Resenhas, artigos e contos

Resenhas, artigos e contos

[Resenha] Admirável Mundo Novo, de Aldous Huxley

Resenha publicada originalmente no blog Luizdreamhope em 23/08/2011

Editora: Globo
Ano: 2009 (primeira publicação em 1932)
Páginas: 398
Skoob
Onde comprar?
Saraiva

Sinopse: Ano 634 d.F. (depois de Ford). O Estado científico totalitário zela por todos. Nascidos de proveta, os seres humanos (pré-condicionados) têm comportamentos (pré-estabelecidos) e ocupam lugares (pré-determinados) na sociedade: os alfa no topo da pirâmide, os ípsilons na base. A droga soma é universalmente distribuída em doses convenientes para os usuários. Família, monogamia, privacidade e pensamento criativo constituem crime. Os conceitos de "pai" e "mãe" são meramente históricos. Relacionamentos emocionais intensos ou prolongados são proibidos e considerados anormais. A promiscuidade é moralmente obrigatória e a higiene, um valor supremo. Não existe paixão nem religião. Mas Bernard Marx tem uma infelicidade doentia: acalentando um desejo não natural por solidão, não vendo mais graça nos prazeres infinitos da promiscuidade compulsória, Bernard quer se libertar. Uma visita a um dos poucos remanescentes da Reserva Selvagem, onde a vida antiga, imperfeita, subsiste, pode ser um caminho para curá-lo. Extraordinariamente profético, "Admirável mundo novo" é um dos livros mais influentes do século 20.

Resenha


Um colega me apresentou um livro super interessante que até então apenas havia ouvido falar (e muito bem por sinal). Trata-se do romance Admirável Mundo Novo, de Aldous Huxley. Diferentemente das resenhas que escrevo, não me atentarei em alguns aspectos comuns a serem analisados num livro, como escrita, personagens, narração, linguagem; e sim no mundo da história e as reflexões que ela suscita, pois, assim que terminei a leitura, senti-me, no mínimo, impressionado e ao mesmo tempo atormentado. Tentarei não soltar spoilers durante minhas impressões; para quem ainda não leu essa obra, talvez fique curioso com os tópicos levantados. 

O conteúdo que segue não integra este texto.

//! Currency handling for Lootwright.
//!
//! The [`CurrencyEngine`] turns currency formulas such as
//! `"1d4[gp], 1d20[sp]"` into [`CurrencyAmount`](lw_core::CurrencyAmount)s,
//! breaks scalar amounts down across the denomination chain, splits purses
//! between observers, and settles buyer/seller fund transfers.
//!
//! All conversions go through [`ExchangeRates`], which stores each
//! denomination as an exact fraction of the base unit so that remainders
//! never depend on floating-point modulo.

pub mod config;
pub mod engine;
pub mod error;
pub mod rates;

pub use config::{CurrencyConfig, Settlement};
pub use engine::{CurrencyEngine, round5};
pub use error::{CurrencyError, CurrencyResult};
pub use rates::{ExchangeRates, Ratio};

O cenário de Admirável Mundo Novo é distópico (ao contrário de uma utopia, a sociedade vive num mundo opressivo), embora, na verdade, eu o tenha achado parcialmente utópico durante as primeiras páginas. Aliás, para os próprios personagens que vivem neste mundo, eles se acham dentro de uma utopia. Afinal, se você está vivendo dentro de um certo panorama em que tudo está dando certo, tem-se a impressão de estar vivendo uma boa vida; mas isso até alguém se manifestar e começar a apontar os erros desse panorama — mesmo que não seja garantido que você consiga perceber esses “ultrajes” contra sua utopia. Houve sim, de minha parte, uma admiração por aquele mundo (o título do livro faz muito sentido, tanto por meio do leitor quanto do personagem "Selvagem" que, vivendo numa reserva onde ainda é preservada a espécime humana “não-civilizada”, idealiza o mundo além das reservas). Mas, lentamente, fui notando alguns aspectos bastante bizarros — sim, não encontrei outra palavra melhor se quisesse tomar como referencial a sociedade atual em relação àquela mostrada no livro.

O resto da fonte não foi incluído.